Therefore, Iran is strategically placed at a remarkable risk zone for these arboviral diseases. In addition, the introduction of exotic vectors into Iran is possible [Reference Doosti15]. Active entomological surveillance of Ae. albopictus and Ae. aegypti was carried out in spring, summer and winter, 2008–2014 in eight provinces [Reference Doosti15] following the first dengue case report in Iran in 2008 [Reference Chinikar16]. Ae. albopictus larvae were collected in the Sistan & Baluchestan province bordering Pakistan in 2009 [Reference Doosti15]. In 2013, Ae. albopictus adult mosquitoes were also detected in a coastal location neighbouring Chabahar in the same province [Reference Doosti15]. Ae. albopictus is regarded as a conspicuously menacing and versatile species that inhabits both temperate and tropical climate regions [Reference Nejati17, Reference Roiz18]. Since this vector has been detected in different parts of Sistan & Baluchestan, there is a possibility of dengue fever and chikungunya fever in southeast Iran.
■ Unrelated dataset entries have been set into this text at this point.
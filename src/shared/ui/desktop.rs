use anyhow::{Context, Result};
use notify_rust::Notification as RustNotification;

use super::notification::{Notification, Severity};

const APP_NAME: &str = "git-ninja";

/// Sends a notification to the desktop notification daemon.
pub fn send(notification: &Notification) -> Result<()> {
    let summary = match notification.severity() {
        Severity::Info => APP_NAME.to_string(),
        Severity::Warning => format!("{APP_NAME}: warning"),
        Severity::Error => format!("{APP_NAME}: error"),
    };

    RustNotification::new()
        .appname(APP_NAME)
        .summary(&summary)
        .body(notification.message())
        .show()
        .context("failed to send notification via notify-rust")?;

    Ok(())
}
//! Branch enumeration and parsing of `git branch` output.

use std::collections::BTreeSet;
use std::path::Path;

use lazy_regex::regex_is_match;

use super::error::{GitError, Result};
use super::runner::GitRunner;

/// List branch names from local heads and `<remote>`'s remote-tracking refs.
///
/// A branch that exists both locally and on the remote appears once under its
/// local name. The result is sorted ascending.
pub async fn list_branches(
    runner: &impl GitRunner,
    root: &Path,
    remote: &str,
) -> Result<Vec<String>> {
    let remote_refs = format!("refs/remotes/{remote}");
    let output = runner
        .run(
            &[
                "for-each-ref",
                "--format=%(refname:short)",
                "refs/heads",
                &remote_refs,
            ],
            root,
        )
        .await
        .map_err(|e| GitError::Query(format!("failed to list branches: {e}")))?;

    let branches = merge_branch_names(&output.stdout, remote);
    tracing::debug!("Found branches: {}", branches.join(", "));
    Ok(branches)
}

/// Merge `for-each-ref` short names into a sorted, duplicate-free list.
fn merge_branch_names(for_each_ref: &str, remote: &str) -> Vec<String> {
    let prefix = format!("{remote}/");
    let names: Vec<&str> = for_each_ref
        .lines()
        .map(str::trim)
        .filter(|s| !s.is_empty())
        .collect();

    let locals: BTreeSet<&str> = names
        .iter()
        .copied()
        .filter(|name| !name.starts_with(&prefix) && *name != remote)
        .collect();

    let remote_only: BTreeSet<&str> = names
        .iter()
        .filter_map(|name| name.strip_prefix(&prefix))
        .filter(|name| *name != "HEAD" && !locals.contains(name))
        .collect();

    locals
        .union(&remote_only)
        .map(|name| name.to_string())
        .collect()
}

/// Get the name of the checked-out branch (empty when HEAD is detached).
pub async fn current_branch(runner: &impl GitRunner, root: &Path) -> Result<String> {
    let output = runner.run(&["branch", "--show-current"], root).await?;
    Ok(output.stdout.trim().to_string())
}

/// Branch names from `git branch` output, excluding `current`.
///
/// The `(HEAD detached at ...)` pseudo-entry is not a branch and is skipped.
pub fn parse_local_branches(branch_output: &str, current: &str) -> Vec<String> {
    branch_output
        .lines()
        .map(strip_branch_marker)
        .filter(|name| !name.is_empty() && !name.starts_with('(') && *name != current)
        .map(str::to_string)
        .collect()
}

/// Local branches whose upstream is gone, from `git branch -vv` output.
///
/// The checked-out branch (marked with `*`) is never included.
pub fn parse_orphaned_branches(branch_vv: &str) -> Vec<String> {
    branch_vv
        .lines()
        .filter(|line| regex_is_match!(r"\[[^\]]*: gone\]", line))
        .filter(|line| !line.trim_start().starts_with('*'))
        .filter_map(|line| strip_branch_marker(line).split_whitespace().next())
        .map(str::to_string)
        .collect()
}

/// Strip the `* ` (current) or `+ ` (checked out in another worktree) marker.
fn strip_branch_marker(line: &str) -> &str {
    let line = line.trim();
    line.strip_prefix(['*', '+'])
        .map(str::trim_start)
        .unwrap_or(line)
}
At present, there are just a few studies from Iran on dengue fever in blood donors [Reference Aghaie19] and on patients who tested negative for Crimean-Congo Haemorrhagic Fever in Sistan & Baluchestan province [Reference Chinikar20] and there is no report from Iran on dengue fever in patients with rash and fever showing non-specific febrile illness. Between 2017 and 2018, an investigation was cariied out in the Sistan and Baluchistan Province on alleged CHIK patients. Laboratory results from qRT-PCR or ELISA tests performed revealed a quarter (25.1%) of the samples tested positive [Reference Pouriayevali21]. In addition, another study in 2017 depicted the southernmost regions as areas at a high risk of Ae. albopictus establishment [Reference Nejati17]. Hence, this study was implemented with the aim of assessing the serology of chikungunya and dengue fever in suspected patients.

Methods

Serum specimens

NML in the School of Public Health, Tehran University of Medical Sciences, every year, receives about 6000 samples from suspected cases of measles and rubella, and laboratory diagnosis was made using IgM capture enzyme-linked immunosorbent assay (ELISA) for measuring IgM anti-measles and IgM anti-rubella antibody.

Serum samples were collected randomly from eight provinces (Table 1) from December 2016 to November 2017. The patients had fever and rash, but the sera were negative for measles and rubella IgM. We have studied the areas where active entomological surveillance of Ae. albopictus and Ae. aegypti was carried out in spring, summer and winter, 2008–2014 in those regions.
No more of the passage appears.